▼

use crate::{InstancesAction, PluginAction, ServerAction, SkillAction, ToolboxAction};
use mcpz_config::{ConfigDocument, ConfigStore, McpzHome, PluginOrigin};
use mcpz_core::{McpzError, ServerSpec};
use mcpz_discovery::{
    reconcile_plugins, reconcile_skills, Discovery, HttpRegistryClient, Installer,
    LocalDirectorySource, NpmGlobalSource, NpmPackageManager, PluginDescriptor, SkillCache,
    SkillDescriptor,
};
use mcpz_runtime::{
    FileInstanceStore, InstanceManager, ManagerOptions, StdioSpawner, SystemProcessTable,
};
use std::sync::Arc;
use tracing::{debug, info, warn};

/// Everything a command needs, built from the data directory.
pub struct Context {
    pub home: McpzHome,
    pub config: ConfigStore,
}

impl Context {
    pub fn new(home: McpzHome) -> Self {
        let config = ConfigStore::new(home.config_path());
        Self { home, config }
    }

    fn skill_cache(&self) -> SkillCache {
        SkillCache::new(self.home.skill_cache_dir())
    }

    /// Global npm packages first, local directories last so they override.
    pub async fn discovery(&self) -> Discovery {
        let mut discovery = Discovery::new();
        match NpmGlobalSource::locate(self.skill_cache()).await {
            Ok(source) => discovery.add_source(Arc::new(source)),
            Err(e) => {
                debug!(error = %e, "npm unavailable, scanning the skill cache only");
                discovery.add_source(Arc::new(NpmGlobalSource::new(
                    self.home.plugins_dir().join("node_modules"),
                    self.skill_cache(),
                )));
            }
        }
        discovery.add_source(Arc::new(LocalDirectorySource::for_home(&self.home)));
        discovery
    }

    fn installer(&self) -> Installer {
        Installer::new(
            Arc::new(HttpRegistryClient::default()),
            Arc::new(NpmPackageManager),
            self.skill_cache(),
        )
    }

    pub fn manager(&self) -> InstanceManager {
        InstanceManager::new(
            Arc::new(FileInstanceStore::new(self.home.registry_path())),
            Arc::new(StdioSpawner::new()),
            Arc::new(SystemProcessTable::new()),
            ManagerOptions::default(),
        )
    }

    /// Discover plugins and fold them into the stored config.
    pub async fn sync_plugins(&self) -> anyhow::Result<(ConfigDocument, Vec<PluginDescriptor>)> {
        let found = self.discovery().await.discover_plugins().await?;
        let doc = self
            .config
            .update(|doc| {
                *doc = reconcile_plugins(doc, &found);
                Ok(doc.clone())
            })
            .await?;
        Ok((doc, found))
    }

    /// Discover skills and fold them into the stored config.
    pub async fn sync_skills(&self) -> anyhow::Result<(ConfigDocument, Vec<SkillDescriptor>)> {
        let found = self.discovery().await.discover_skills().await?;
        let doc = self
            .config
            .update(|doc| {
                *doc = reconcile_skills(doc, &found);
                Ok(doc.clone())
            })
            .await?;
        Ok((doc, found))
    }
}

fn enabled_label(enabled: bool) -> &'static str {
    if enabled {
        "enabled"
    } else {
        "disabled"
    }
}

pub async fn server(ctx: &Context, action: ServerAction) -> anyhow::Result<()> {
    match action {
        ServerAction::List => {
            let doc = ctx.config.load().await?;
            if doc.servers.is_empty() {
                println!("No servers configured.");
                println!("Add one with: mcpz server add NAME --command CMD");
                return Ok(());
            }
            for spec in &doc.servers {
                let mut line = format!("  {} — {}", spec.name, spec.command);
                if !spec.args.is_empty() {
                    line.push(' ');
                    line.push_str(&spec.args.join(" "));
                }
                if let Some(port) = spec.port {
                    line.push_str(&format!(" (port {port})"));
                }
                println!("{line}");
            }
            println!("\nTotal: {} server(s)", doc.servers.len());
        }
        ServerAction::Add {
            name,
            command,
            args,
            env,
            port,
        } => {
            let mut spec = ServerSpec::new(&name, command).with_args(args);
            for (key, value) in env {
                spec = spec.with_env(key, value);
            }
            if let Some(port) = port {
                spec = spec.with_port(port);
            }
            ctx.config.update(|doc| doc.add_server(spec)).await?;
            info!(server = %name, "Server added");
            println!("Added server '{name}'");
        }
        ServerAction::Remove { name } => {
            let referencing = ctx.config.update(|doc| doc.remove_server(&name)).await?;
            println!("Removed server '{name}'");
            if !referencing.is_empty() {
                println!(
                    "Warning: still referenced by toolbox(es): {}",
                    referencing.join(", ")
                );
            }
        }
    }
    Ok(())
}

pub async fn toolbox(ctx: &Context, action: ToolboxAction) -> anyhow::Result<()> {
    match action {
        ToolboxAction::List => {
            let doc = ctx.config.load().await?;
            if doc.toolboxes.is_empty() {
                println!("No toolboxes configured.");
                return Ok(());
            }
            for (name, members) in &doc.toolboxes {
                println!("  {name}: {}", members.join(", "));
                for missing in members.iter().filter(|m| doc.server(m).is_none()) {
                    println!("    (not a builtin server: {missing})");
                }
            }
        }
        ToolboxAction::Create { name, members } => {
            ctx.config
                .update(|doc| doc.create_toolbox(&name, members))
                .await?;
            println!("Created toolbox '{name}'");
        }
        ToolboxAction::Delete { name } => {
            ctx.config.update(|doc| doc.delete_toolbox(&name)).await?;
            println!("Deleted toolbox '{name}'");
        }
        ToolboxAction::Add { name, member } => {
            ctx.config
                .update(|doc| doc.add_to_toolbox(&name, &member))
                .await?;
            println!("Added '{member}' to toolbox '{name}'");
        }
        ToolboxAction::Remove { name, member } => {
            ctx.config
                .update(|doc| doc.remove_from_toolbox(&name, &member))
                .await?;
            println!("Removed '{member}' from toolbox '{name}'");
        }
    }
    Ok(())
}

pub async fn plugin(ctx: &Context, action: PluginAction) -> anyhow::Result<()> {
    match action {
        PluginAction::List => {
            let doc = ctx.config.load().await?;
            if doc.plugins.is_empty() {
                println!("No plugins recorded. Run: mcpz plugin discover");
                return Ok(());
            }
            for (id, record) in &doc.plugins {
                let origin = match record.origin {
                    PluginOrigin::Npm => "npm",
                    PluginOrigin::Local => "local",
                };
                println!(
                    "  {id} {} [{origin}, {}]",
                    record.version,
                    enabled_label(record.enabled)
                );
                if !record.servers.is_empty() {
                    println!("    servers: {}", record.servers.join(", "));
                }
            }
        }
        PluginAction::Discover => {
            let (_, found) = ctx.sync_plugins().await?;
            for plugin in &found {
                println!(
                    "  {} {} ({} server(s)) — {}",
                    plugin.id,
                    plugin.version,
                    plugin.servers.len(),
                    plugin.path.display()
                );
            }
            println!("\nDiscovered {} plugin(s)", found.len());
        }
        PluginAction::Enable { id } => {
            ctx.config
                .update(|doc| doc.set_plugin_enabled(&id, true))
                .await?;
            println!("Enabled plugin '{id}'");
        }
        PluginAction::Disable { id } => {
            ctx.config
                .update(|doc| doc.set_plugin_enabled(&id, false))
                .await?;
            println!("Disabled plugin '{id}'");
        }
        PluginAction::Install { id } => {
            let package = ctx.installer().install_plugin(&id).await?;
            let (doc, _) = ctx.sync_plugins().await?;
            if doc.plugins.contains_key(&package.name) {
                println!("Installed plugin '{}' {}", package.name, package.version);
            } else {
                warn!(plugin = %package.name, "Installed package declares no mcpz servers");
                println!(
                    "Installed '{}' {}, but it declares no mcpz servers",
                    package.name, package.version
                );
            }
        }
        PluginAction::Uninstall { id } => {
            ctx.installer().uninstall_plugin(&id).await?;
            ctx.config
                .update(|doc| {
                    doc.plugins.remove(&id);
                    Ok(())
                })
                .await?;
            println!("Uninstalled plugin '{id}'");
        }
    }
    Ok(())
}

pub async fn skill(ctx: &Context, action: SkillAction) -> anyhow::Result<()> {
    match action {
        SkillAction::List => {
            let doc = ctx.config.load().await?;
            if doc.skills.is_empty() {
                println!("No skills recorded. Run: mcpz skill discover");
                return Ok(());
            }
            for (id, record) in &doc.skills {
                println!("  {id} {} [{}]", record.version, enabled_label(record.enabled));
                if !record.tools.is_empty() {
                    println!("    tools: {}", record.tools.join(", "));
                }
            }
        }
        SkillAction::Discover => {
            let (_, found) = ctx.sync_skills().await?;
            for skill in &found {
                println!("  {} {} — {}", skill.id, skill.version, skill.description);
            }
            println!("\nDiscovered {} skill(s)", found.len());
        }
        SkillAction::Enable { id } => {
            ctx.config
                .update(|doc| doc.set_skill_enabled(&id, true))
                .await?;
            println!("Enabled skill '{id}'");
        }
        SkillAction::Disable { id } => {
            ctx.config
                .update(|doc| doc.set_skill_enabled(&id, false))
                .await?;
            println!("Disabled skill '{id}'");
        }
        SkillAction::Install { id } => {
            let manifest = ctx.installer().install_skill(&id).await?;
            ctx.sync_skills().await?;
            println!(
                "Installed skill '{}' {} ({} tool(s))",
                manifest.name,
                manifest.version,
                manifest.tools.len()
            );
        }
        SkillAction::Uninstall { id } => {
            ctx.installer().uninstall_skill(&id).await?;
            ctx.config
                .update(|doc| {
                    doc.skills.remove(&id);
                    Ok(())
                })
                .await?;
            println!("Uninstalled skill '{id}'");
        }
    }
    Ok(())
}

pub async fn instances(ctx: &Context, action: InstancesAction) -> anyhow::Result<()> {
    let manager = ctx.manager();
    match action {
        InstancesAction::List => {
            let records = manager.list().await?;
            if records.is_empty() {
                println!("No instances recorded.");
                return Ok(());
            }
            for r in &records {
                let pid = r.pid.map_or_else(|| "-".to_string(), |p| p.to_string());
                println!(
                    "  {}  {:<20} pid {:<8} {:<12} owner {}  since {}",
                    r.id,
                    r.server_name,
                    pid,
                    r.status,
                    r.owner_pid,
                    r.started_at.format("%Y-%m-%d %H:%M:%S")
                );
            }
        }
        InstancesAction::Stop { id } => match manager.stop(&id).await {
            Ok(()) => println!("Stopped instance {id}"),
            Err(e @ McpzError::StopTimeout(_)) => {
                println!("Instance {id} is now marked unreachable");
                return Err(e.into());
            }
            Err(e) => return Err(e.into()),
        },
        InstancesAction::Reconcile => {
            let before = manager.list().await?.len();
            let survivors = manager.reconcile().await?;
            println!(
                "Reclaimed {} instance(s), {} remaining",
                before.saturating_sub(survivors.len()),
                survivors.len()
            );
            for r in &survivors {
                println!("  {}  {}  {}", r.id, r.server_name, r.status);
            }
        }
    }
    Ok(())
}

▲

*What this task involves*
All lines above that contain the word "ServerAction" are to be copied.

*Exercise answer*
use crate::{InstancesAction, PluginAction, ServerAction, SkillAction, ToolboxAction};
pub async fn server(ctx: &Context, action: ServerAction) -> anyhow::Result<()> {
        ServerAction::List => {
        ServerAction::Add {
        ServerAction::Remove { name } => {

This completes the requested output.